Work required
Below are records. Find each line in them that holds the word "AppResult" and copy it.

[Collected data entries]

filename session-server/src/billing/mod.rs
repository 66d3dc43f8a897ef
//! Guest billing
//!
//! Aggregates consumption lines per guest and attaches bank transfer
//! instructions when the host has a payout account.

pub mod money;

use std::collections::BTreeMap;

use rust_decimal::Decimal;
use shared::models::{ConsumptionRecord, GuestBill, GuestTotal};

use crate::banking::PayoutAccount;
use money::{line_total, to_f64};

/// Totals per guest, ordered by guest id
pub fn guest_totals(records: &[ConsumptionRecord]) -> Vec<GuestTotal> {
    let mut acc: BTreeMap<&str, (i64, Decimal)> = BTreeMap::new();
    for record in records {
        let entry = acc.entry(record.guest_id.as_str()).or_default();
        entry.0 += i64::from(record.quantity);
        entry.1 += line_total(record.unit_price, record.quantity);
    }
    acc.into_iter()
        .map(|(guest_id, (item_count, total))| GuestTotal {
            guest_id: guest_id.to_string(),
            item_count,
            total: to_f64(total),
        })
        .collect()
}

/// Bill for one guest. `records` may contain other guests' lines; they are skipped.
pub fn build_bill(
    session_id: &str,
    guest_id: &str,
    records: &[ConsumptionRecord],
    payout: Option<&PayoutAccount>,
) -> GuestBill {
    let mut item_count = 0i64;
    let mut total = Decimal::ZERO;
    for record in records.iter().filter(|r| r.guest_id == guest_id) {
        item_count += i64::from(record.quantity);
        total += line_total(record.unit_price, record.quantity);
    }
    let total = to_f64(total);

    let payment = payout
        .filter(|_| total > 0.0)
        .map(|account| account.instructions(total, &format!("{session_id} {guest_id}")));

    GuestBill {
        session_id: session_id.to_string(),
        guest_id: guest_id.to_string(),
        item_count,
        total,
        payment,
    }
}

#[cfg(test)]
mod tests {
    use super::*;

    fn record(guest_id: &str, unit_price: f64, quantity: i32) -> ConsumptionRecord {
        ConsumptionRecord {
            id: 0,
            session_id: "lan-42".to_string(),
            guest_id: guest_id.to_string(),
            item_name: "item".to_string(),
            unit_price,
            quantity,
            created_at: 0,
        }
    }

    #[test]
    fn totals_group_by_guest() {
        let records = vec![
            record("g2", 189.0, 1),
            record("g1", 35.0, 2),
            record("g1", 0.1, 3),
        ];
        let totals = guest_totals(&records);
        assert_eq!(
            totals,
            vec![
                GuestTotal {
                    guest_id: "g1".to_string(),
                    item_count: 5,
                    total: 70.3,
                },
                GuestTotal {
                    guest_id: "g2".to_string(),
                    item_count: 1,
                    total: 189.0,
                },
            ]
        );
    }

    #[test]
    fn bill_without_payout_has_no_payment() {
        let records = vec![record("g1", 35.0, 2), record("g2", 10.0, 1)];
        let bill = build_bill("lan-42", "g1", &records, None);
        assert_eq!(bill.total, 70.0);
        assert_eq!(bill.item_count, 2);
        assert!(bill.payment.is_none());
    }

    #[test]
    fn bill_with_payout_carries_spayd() {
        let payout = PayoutAccount::from_domestic("19-2000145399/0800", "CZK").unwrap();
        let records = vec![record("g1", 49.95, 2)];
        let bill = build_bill("lan-42", "g1", &records, Some(&payout));

        let payment = bill.payment.unwrap();
        assert_eq!(payment.amount, 99.9);
        assert_eq!(payment.iban, "CZ6508000000192000145399");
        assert_eq!(
            payment.spayd,
            "SPD*1.0*ACC:CZ6508000000192000145399*AM:99.90*CC:CZK*MSG:lan-42 g1"
        );
    }

    #[test]
    fn empty_bill_has_no_payment() {
        let payout = PayoutAccount::from_domestic("2000145399/0800", "CZK").unwrap();
        let bill = build_bill("lan-42", "nobody", &[record("g1", 10.0, 1)], Some(&payout));
        assert_eq!(bill.total, 0.0);
        assert_eq!(bill.item_count, 0);
        assert!(bill.payment.is_none());
    }
}
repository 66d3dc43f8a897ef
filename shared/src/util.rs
/// 获取当前 UTC 时间戳（毫秒）
pub fn now_millis() -> i64 {
    chrono::Utc::now().timestamp_millis()
}
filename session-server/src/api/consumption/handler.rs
//! Consumption API Handlers

use axum::{
    Json,
    extract::{Path, State},
};
use shared::models::{ConsumptionCreate, ConsumptionRecord, GuestBill, GuestTotal};

use crate::billing;
use crate::core::ServerState;
use crate::db::repository::consumption;
use crate::utils::AppResult;
use crate::utils::validation::{MAX_ID_LEN, validate_consumption, validate_required_text};

/// POST /api/sessions/:session_id/consumption - 记录消费
pub async fn create(
    State(state): State<ServerState>,
    Path(session_id): Path<String>,
    Json(payload): Json<ConsumptionCreate>,
) -> AppResult<Json<ConsumptionRecord>> {
    validate_consumption(&session_id, &payload)?;

    let record = consumption::create(&state.pool, &session_id, payload).await?;
    tracing::info!(
        session_id = %record.session_id,
        guest_id = %record.guest_id,
        item = %record.item_name,
        quantity = record.quantity,
        "Consumption recorded"
    );
    Ok(Json(record))
}

/// GET /api/sessions/:session_id/consumption - 按客人汇总
pub async fn totals(
    State(state): State<ServerState>,
    Path(session_id): Path<String>,
) -> AppResult<Json<Vec<GuestTotal>>> {
    let records = consumption::find_by_session(&state.pool, &session_id).await?;
    Ok(Json(billing::guest_totals(&records)))
}

/// GET /api/sessions/:session_id/guests/:guest_id/consumption - 客人消费明细
pub async fn list_for_guest(
    State(state): State<ServerState>,
    Path((session_id, guest_id)): Path<(String, String)>,
) -> AppResult<Json<Vec<ConsumptionRecord>>> {
    let records = consumption::find_by_guest(&state.pool, &session_id, &guest_id).await?;
    Ok(Json(records))
}

/// GET /api/sessions/:session_id/guests/:guest_id/bill - 客人账单
///
/// 未配置收款账户时账单不含 payment 字段
pub async fn bill(
    State(state): State<ServerState>,
    Path((session_id, guest_id)): Path<(String, String)>,
) -> AppResult<Json<GuestBill>> {
    validate_required_text(&session_id, "session_id", MAX_ID_LEN)?;
    validate_required_text(&guest_id, "guest_id", MAX_ID_LEN)?;

    let records = consumption::find_by_guest(&state.pool, &session_id, &guest_id).await?;
    Ok(Json(billing::build_bill(
        &session_id,
        &guest_id,
        &records,
        state.payout.as_ref(),
    )))
}
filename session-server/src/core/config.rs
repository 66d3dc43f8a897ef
use std::path::PathBuf;

/// 服务器配置 - 会话服务器的所有配置项
///
/// # 环境变量
///
/// 所有配置项都可以通过环境变量覆盖：
///
/// | 环境变量 | 默认值 | 说明 |
/// |----------|--------|------|
/// | WORK_DIR | ./data | 工作目录 (数据库、日志) |
/// | HTTP_PORT | 3000 | HTTP 服务端口 |
/// | ENVIRONMENT | development | 运行环境 |
/// | LOG_LEVEL | info | 日志级别 |
/// | REQUEST_TIMEOUT_MS | 30000 | 请求超时(毫秒) |
/// | PAYMENT_ACCOUNT | (未设置) | 收款账号，捷克国内格式 `[prefix-]number/bank` |
/// | PAYMENT_CURRENCY | CZK | 收款币种 |
///
/// # 示例
///
/// ```ignore
/// WORK_DIR=/data/lan HTTP_PORT=8080 PAYMENT_ACCOUNT=19-2000145399/0800 cargo run
/// ```
#[derive(Debug, Clone)]
pub struct Config {
    /// 工作目录，存储数据库和日志文件
    pub work_dir: String,
    /// HTTP API 服务端口
    pub http_port: u16,
    /// 运行环境: development | staging | production
    pub environment: String,
    /// tracing 日志级别
    pub log_level: String,
    /// 请求超时时间 (毫秒)
    pub request_timeout_ms: u64,
    /// 主办方收款账号 (未设置时账单不含付款信息)
    pub payment_account: Option<String>,
    /// 收款币种
    pub payment_currency: String,
}

impl Config {
    /// 从环境变量加载配置
    ///
    /// 如果环境变量未设置，使用默认值
    pub fn from_env() -> Self {
        Self {
            work_dir: std::env::var("WORK_DIR").unwrap_or_else(|_| "./data".into()),
            http_port: std::env::var("HTTP_PORT")
                .ok()
                .and_then(|p| p.parse().ok())
                .unwrap_or(3000),
            environment: std::env::var("ENVIRONMENT").unwrap_or_else(|_| "development".into()),
            log_level: std::env::var("LOG_LEVEL").unwrap_or_else(|_| "info".into()),
            request_timeout_ms: std::env::var("REQUEST_TIMEOUT_MS")
                .ok()
                .and_then(|p| p.parse().ok())
                .unwrap_or(30000),
            payment_account: std::env::var("PAYMENT_ACCOUNT")
                .ok()
                .filter(|v| !v.trim().is_empty()),
            payment_currency: std::env::var("PAYMENT_CURRENCY").unwrap_or_else(|_| "CZK".into()),
        }
    }

    /// 使用自定义值覆盖部分配置
    ///
    /// 常用于测试场景
    pub fn with_overrides(work_dir: impl Into<String>, http_port: u16) -> Self {
        let mut config = Self::from_env();
        config.work_dir = work_dir.into();
        config.http_port = http_port;
        config
    }

    /// SQLite 数据库文件路径
    pub fn database_path(&self) -> PathBuf {
        PathBuf::from(&self.work_dir).join("session.db")
    }

    /// 日志目录
    pub fn logs_dir(&self) -> PathBuf {
        PathBuf::from(&self.work_dir).join("logs")
    }

    /// 创建工作目录和日志目录
    pub fn ensure_work_dir(&self) -> std::io::Result<()> {
        std::fs::create_dir_all(self.logs_dir())
    }

    /// 是否生产环境
    pub fn is_production(&self) -> bool {
        self.environment == "production"
    }
}

impl Default for Config {
    fn default() -> Self {
        Self::from_env()
    }
}

#[cfg(test)]
mod tests {
    use super::*;

    #[test]
    fn paths_live_under_work_dir() {
        let config = Config::with_overrides("/tmp/lan", 8080);
        assert_eq!(config.http_port, 8080);
        assert_eq!(config.database_path(), PathBuf::from("/tmp/lan/session.db"));
        assert_eq!(config.logs_dir(), PathBuf::from("/tmp/lan/logs"));
    }

    #[test]
    fn ensure_work_dir_creates_logs_dir() {
        let dir = tempfile::tempdir().unwrap();
        let work_dir = dir.path().join("work");
        let config = Config::with_overrides(work_dir.to_string_lossy(), 0);
        config.ensure_work_dir().unwrap();
        assert!(config.logs_dir().is_dir());
    }
}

Response to the exercise
use crate::utils::AppResult;
) -> AppResult<Json<ConsumptionRecord>> {
) -> AppResult<Json<Vec<GuestTotal>>> {
) -> AppResult<Json<Vec<ConsumptionRecord>>> {
) -> AppResult<Json<GuestBill>> {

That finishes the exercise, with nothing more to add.